*** Dataset ***
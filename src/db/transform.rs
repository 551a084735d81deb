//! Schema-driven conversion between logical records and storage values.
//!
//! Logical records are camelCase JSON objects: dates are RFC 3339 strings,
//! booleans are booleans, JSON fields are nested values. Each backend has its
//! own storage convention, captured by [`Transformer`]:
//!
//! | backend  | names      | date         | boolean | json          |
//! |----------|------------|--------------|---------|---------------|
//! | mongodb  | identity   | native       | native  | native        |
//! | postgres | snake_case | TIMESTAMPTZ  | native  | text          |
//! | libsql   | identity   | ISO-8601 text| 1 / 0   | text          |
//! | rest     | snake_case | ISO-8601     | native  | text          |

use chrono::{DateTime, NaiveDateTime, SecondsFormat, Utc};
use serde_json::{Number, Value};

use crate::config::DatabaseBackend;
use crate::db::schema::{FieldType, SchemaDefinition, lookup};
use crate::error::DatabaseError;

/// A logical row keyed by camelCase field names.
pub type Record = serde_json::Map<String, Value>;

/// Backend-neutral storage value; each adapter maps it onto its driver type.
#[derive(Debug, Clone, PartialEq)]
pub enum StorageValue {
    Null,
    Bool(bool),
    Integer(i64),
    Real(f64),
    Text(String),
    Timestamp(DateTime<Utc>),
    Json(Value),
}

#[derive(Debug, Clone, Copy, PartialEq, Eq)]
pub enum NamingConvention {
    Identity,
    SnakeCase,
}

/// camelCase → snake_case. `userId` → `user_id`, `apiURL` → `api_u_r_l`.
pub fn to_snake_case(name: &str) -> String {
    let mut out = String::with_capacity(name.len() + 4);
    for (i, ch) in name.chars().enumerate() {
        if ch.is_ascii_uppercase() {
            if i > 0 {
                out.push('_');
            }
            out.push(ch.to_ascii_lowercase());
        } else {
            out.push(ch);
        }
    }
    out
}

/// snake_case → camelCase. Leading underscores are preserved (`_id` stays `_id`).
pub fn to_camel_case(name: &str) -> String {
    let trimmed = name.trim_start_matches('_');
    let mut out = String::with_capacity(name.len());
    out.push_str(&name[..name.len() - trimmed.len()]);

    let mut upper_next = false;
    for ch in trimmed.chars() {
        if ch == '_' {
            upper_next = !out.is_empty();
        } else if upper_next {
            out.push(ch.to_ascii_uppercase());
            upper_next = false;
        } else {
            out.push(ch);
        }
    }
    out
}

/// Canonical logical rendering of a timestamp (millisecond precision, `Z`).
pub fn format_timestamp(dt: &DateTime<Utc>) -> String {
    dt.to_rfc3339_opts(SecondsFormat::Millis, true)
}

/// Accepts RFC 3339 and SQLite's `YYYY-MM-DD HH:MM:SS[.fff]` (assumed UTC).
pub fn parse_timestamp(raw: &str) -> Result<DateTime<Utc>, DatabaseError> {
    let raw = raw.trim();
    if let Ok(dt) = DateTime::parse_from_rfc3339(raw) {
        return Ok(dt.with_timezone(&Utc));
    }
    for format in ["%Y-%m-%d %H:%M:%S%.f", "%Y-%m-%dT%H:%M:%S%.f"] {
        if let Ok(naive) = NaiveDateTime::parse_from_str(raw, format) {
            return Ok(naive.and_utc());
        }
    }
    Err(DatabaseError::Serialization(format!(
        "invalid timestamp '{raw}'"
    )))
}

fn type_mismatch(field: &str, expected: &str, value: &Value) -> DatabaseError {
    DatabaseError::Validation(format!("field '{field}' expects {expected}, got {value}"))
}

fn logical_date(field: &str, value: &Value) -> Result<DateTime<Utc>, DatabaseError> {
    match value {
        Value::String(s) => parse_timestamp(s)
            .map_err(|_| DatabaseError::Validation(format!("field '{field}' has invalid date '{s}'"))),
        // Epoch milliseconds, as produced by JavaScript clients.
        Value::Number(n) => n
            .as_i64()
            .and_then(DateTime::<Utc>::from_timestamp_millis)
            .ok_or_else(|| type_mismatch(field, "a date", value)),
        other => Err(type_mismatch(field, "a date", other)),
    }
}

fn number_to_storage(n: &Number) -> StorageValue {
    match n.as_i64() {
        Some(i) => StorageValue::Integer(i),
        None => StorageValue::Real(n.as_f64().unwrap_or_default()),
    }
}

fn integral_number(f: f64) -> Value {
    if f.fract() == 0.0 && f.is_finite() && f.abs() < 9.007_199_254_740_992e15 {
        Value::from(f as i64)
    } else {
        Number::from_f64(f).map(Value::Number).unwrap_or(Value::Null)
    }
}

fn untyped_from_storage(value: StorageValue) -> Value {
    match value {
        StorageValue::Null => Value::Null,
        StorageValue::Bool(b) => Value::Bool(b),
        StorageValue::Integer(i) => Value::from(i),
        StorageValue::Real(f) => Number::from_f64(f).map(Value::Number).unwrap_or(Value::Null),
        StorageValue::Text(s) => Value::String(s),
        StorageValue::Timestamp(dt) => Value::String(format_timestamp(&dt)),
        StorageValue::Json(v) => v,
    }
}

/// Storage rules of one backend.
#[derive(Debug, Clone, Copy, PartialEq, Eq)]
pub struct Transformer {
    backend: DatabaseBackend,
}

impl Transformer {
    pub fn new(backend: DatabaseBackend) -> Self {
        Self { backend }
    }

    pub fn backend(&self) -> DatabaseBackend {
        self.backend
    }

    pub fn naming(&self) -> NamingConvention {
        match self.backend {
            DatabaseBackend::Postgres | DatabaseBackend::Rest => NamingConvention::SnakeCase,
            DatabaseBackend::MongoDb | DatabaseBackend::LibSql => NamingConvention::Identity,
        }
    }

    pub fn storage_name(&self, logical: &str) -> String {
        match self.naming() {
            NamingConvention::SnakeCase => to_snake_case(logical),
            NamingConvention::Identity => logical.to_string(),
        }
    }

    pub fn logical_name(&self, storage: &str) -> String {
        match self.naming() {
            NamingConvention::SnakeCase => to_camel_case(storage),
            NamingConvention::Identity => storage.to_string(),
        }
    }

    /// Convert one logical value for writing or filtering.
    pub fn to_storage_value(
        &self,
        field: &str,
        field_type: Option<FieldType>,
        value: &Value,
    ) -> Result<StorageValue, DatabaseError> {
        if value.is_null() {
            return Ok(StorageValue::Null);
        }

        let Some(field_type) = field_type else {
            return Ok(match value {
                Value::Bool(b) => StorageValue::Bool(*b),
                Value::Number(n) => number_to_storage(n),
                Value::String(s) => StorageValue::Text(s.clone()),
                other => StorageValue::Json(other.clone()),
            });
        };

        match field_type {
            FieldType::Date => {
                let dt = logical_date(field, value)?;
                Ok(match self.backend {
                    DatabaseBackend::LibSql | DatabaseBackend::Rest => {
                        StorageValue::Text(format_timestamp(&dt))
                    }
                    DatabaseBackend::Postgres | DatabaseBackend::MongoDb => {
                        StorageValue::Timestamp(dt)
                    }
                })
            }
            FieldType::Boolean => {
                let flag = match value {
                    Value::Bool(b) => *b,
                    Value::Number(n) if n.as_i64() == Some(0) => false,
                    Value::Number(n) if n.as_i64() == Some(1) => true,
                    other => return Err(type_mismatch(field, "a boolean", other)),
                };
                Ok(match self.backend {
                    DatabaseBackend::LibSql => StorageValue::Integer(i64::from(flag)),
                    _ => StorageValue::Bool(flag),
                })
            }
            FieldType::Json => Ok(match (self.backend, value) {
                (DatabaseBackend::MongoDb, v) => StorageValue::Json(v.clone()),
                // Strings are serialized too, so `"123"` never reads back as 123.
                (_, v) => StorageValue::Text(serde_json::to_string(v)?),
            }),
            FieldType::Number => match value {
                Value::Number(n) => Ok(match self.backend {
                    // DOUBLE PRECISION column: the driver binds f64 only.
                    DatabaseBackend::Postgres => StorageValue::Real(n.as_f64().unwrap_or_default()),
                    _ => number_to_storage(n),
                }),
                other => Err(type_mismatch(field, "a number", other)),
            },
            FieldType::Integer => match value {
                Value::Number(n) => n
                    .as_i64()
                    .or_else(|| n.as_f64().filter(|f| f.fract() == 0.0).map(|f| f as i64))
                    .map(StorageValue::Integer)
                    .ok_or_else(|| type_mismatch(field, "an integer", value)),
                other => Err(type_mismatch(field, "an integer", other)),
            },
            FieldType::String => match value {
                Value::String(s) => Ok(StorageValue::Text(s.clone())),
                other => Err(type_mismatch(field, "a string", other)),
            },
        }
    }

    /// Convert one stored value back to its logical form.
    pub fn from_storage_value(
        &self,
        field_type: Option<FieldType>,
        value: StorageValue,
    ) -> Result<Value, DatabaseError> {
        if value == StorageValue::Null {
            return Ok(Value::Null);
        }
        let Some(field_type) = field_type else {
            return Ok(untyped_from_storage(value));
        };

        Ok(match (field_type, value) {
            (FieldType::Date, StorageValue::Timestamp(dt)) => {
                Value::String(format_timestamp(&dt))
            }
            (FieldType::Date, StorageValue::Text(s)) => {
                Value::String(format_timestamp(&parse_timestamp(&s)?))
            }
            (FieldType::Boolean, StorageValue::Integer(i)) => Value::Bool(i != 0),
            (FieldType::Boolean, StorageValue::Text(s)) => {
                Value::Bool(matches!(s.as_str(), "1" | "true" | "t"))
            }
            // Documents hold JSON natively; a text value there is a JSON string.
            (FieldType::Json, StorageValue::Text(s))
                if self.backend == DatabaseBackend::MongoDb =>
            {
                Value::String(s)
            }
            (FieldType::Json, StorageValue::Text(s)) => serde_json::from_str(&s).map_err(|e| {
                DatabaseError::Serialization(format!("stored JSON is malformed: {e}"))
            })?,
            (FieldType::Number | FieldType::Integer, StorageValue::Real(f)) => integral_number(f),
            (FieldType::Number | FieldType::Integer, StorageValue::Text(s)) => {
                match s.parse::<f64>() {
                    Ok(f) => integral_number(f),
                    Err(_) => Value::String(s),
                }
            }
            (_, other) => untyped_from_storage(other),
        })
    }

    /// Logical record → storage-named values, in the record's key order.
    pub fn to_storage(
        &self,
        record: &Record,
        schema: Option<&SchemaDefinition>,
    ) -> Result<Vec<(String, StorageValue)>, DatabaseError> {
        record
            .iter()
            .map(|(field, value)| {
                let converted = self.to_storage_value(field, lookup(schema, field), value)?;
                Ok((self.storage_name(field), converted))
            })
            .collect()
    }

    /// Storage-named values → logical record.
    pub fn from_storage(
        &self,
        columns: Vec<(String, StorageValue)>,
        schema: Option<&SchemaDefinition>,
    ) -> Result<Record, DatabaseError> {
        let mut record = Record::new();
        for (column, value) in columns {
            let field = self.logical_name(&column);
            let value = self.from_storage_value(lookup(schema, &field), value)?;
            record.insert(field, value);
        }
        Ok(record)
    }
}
*** End of Dataset ***
▶ Exercise description: Out of the material above, select every line that holds the string "records".

▶ Answer to this task:
//! Schema-driven conversion between logical records and storage values.
//! Logical records are camelCase JSON objects: dates are RFC 3339 strings,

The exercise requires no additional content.